■ THE TASK ■
Copy every line of the listing exactly.

■ EXTRACTED DATA ■
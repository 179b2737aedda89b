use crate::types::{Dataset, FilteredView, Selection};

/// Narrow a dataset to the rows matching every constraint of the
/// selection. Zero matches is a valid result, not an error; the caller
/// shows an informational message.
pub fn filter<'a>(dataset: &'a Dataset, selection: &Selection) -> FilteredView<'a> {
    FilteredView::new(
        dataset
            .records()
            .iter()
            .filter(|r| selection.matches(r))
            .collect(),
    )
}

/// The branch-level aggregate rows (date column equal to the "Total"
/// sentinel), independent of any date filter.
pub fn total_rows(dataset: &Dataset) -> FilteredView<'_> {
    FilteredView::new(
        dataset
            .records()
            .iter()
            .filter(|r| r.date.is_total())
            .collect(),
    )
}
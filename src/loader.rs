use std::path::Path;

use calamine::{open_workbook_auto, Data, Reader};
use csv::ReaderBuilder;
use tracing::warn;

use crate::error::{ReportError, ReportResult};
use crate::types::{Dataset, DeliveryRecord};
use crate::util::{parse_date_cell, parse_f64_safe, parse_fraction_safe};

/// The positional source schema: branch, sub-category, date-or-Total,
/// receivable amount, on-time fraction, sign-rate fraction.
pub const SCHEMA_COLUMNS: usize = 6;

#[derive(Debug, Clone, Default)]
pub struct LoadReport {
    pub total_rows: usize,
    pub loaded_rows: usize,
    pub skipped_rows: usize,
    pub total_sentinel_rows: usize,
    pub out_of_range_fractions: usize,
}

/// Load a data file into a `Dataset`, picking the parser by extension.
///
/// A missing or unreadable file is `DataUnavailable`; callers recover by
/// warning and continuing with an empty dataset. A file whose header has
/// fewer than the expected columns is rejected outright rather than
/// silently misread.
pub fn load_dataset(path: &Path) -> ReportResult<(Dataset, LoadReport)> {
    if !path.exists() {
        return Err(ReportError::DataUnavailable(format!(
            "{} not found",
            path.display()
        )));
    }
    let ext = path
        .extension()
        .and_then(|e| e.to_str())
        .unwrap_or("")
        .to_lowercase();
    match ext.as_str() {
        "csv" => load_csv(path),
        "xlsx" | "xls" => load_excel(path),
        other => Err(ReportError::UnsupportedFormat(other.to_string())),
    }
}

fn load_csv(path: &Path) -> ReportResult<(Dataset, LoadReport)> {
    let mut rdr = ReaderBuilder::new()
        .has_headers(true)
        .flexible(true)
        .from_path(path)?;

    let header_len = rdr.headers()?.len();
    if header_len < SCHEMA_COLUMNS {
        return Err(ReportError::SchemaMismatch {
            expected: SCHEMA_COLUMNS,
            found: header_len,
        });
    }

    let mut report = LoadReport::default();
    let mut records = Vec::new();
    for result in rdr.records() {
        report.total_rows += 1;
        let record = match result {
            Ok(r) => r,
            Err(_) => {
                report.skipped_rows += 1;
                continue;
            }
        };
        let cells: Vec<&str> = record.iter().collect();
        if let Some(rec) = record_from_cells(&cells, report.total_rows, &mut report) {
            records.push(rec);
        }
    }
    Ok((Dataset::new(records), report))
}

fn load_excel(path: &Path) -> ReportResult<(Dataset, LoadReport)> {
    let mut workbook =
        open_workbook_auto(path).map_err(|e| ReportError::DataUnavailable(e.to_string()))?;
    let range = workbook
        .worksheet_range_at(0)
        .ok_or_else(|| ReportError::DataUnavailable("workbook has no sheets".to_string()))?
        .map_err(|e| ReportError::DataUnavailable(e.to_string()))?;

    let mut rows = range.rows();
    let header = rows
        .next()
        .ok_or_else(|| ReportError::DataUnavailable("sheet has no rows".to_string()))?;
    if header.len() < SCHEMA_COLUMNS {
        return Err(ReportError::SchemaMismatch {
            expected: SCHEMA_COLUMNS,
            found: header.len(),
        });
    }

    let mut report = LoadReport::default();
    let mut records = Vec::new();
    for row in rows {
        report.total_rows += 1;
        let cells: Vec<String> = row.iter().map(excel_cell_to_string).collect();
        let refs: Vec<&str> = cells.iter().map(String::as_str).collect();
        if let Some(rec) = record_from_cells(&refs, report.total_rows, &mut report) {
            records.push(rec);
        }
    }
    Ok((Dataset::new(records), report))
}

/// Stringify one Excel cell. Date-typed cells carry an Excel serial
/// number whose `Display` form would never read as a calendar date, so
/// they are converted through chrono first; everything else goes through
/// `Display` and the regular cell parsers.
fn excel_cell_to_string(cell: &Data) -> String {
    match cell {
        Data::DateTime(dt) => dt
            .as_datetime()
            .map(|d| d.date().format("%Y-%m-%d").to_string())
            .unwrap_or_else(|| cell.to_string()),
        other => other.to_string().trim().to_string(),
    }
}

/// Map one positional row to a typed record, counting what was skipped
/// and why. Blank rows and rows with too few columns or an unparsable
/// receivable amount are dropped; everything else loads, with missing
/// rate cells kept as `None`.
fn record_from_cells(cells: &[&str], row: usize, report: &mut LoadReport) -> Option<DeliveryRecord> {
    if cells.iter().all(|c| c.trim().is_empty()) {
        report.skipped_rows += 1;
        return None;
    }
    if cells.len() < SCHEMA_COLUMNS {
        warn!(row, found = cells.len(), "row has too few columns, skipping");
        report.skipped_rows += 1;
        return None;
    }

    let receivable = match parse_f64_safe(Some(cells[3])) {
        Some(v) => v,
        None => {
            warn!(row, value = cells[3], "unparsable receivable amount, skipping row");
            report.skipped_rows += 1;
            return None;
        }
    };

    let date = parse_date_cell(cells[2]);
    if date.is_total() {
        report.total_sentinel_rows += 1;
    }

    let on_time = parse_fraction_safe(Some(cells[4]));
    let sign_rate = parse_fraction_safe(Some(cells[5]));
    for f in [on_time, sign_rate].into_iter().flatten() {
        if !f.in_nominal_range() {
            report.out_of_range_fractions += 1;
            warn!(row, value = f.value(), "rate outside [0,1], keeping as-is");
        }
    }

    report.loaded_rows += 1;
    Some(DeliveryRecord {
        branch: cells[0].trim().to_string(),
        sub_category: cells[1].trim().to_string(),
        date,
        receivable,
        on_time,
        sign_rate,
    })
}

■ THE ANSWER ■
repository 179b2737aedda89b
use crate::types::{Dataset, FilteredView, Selection};

/// Narrow a dataset to the rows matching every constraint of the
/// selection. Zero matches is a valid result, not an error; the caller
/// shows an informational message.
pub fn filter<'a>(dataset: &'a Dataset, selection: &Selection) -> FilteredView<'a> {
    FilteredView::new(
        dataset
            .records()
            .iter()
            .filter(|r| selection.matches(r))
            .collect(),
    )
}

/// The branch-level aggregate rows (date column equal to the "Total"
/// sentinel), independent of any date filter.
pub fn total_rows(dataset: &Dataset) -> FilteredView<'_> {
    FilteredView::new(
        dataset
            .records()
            .iter()
            .filter(|r| r.date.is_total())
            .collect(),
    )
}
filename src/loader.rs
use std::path::Path;

use calamine::{open_workbook_auto, Data, Reader};
use csv::ReaderBuilder;
use tracing::warn;

use crate::error::{ReportError, ReportResult};
use crate::types::{Dataset, DeliveryRecord};
use crate::util::{parse_date_cell, parse_f64_safe, parse_fraction_safe};

/// The positional source schema: branch, sub-category, date-or-Total,
/// receivable amount, on-time fraction, sign-rate fraction.
pub const SCHEMA_COLUMNS: usize = 6;

#[derive(Debug, Clone, Default)]
pub struct LoadReport {
    pub total_rows: usize,
    pub loaded_rows: usize,
    pub skipped_rows: usize,
    pub total_sentinel_rows: usize,
    pub out_of_range_fractions: usize,
}

/// Load a data file into a `Dataset`, picking the parser by extension.
///
/// A missing or unreadable file is `DataUnavailable`; callers recover by
/// warning and continuing with an empty dataset. A file whose header has
/// fewer than the expected columns is rejected outright rather than
/// silently misread.
pub fn load_dataset(path: &Path) -> ReportResult<(Dataset, LoadReport)> {
    if !path.exists() {
        return Err(ReportError::DataUnavailable(format!(
            "{} not found",
            path.display()
        )));
    }
    let ext = path
        .extension()
        .and_then(|e| e.to_str())
        .unwrap_or("")
        .to_lowercase();
    match ext.as_str() {
        "csv" => load_csv(path),
        "xlsx" | "xls" => load_excel(path),
        other => Err(ReportError::UnsupportedFormat(other.to_string())),
    }
}

fn load_csv(path: &Path) -> ReportResult<(Dataset, LoadReport)> {
    let mut rdr = ReaderBuilder::new()
        .has_headers(true)
        .flexible(true)
        .from_path(path)?;

    let header_len = rdr.headers()?.len();
    if header_len < SCHEMA_COLUMNS {
        return Err(ReportError::SchemaMismatch {
            expected: SCHEMA_COLUMNS,
            found: header_len,
        });
    }

    let mut report = LoadReport::default();
    let mut records = Vec::new();
    for result in rdr.records() {
        report.total_rows += 1;
        let record = match result {
            Ok(r) => r,
            Err(_) => {
                report.skipped_rows += 1;
                continue;
            }
        };
        let cells: Vec<&str> = record.iter().collect();
        if let Some(rec) = record_from_cells(&cells, report.total_rows, &mut report) {
            records.push(rec);
        }
    }
    Ok((Dataset::new(records), report))
}

fn load_excel(path: &Path) -> ReportResult<(Dataset, LoadReport)> {
    let mut workbook =
        open_workbook_auto(path).map_err(|e| ReportError::DataUnavailable(e.to_string()))?;
    let range = workbook
        .worksheet_range_at(0)
        .ok_or_else(|| ReportError::DataUnavailable("workbook has no sheets".to_string()))?
        .map_err(|e| ReportError::DataUnavailable(e.to_string()))?;

    let mut rows = range.rows();
    let header = rows
        .next()
        .ok_or_else(|| ReportError::DataUnavailable("sheet has no rows".to_string()))?;
    if header.len() < SCHEMA_COLUMNS {
        return Err(ReportError::SchemaMismatch {
            expected: SCHEMA_COLUMNS,
            found: header.len(),
        });
    }

    let mut report = LoadReport::default();
    let mut records = Vec::new();
    for row in rows {
        report.total_rows += 1;
        let cells: Vec<String> = row.iter().map(excel_cell_to_string).collect();
        let refs: Vec<&str> = cells.iter().map(String::as_str).collect();
        if let Some(rec) = record_from_cells(&refs, report.total_rows, &mut report) {
            records.push(rec);
        }
    }
    Ok((Dataset::new(records), report))
}

/// Stringify one Excel cell. Date-typed cells carry an Excel serial
/// number whose `Display` form would never read as a calendar date, so
/// they are converted through chrono first; everything else goes through
/// `Display` and the regular cell parsers.
fn excel_cell_to_string(cell: &Data) -> String {
    match cell {
        Data::DateTime(dt) => dt
            .as_datetime()
            .map(|d| d.date().format("%Y-%m-%d").to_string())
            .unwrap_or_else(|| cell.to_string()),
        other => other.to_string().trim().to_string(),
    }
}

/// Map one positional row to a typed record, counting what was skipped
/// and why. Blank rows and rows with too few columns or an unparsable
/// receivable amount are dropped; everything else loads, with missing
/// rate cells kept as `None`.
fn record_from_cells(cells: &[&str], row: usize, report: &mut LoadReport) -> Option<DeliveryRecord> {
    if cells.iter().all(|c| c.trim().is_empty()) {
        report.skipped_rows += 1;
        return None;
    }
    if cells.len() < SCHEMA_COLUMNS {
        warn!(row, found = cells.len(), "row has too few columns, skipping");
        report.skipped_rows += 1;
        return None;
    }

    let receivable = match parse_f64_safe(Some(cells[3])) {
        Some(v) => v,
        None => {
            warn!(row, value = cells[3], "unparsable receivable amount, skipping row");
            report.skipped_rows += 1;
            return None;
        }
    };

    let date = parse_date_cell(cells[2]);
    if date.is_total() {
        report.total_sentinel_rows += 1;
    }

    let on_time = parse_fraction_safe(Some(cells[4]));
    let sign_rate = parse_fraction_safe(Some(cells[5]));
    for f in [on_time, sign_rate].into_iter().flatten() {
        if !f.in_nominal_range() {
            report.out_of_range_fractions += 1;
            warn!(row, value = f.value(), "rate outside [0,1], keeping as-is");
        }
    }

    report.loaded_rows += 1;
    Some(DeliveryRecord {
        branch: cells[0].trim().to_string(),
        sub_category: cells[1].trim().to_string(),
        date,
        receivable,
        on_time,
        sign_rate,
    })
}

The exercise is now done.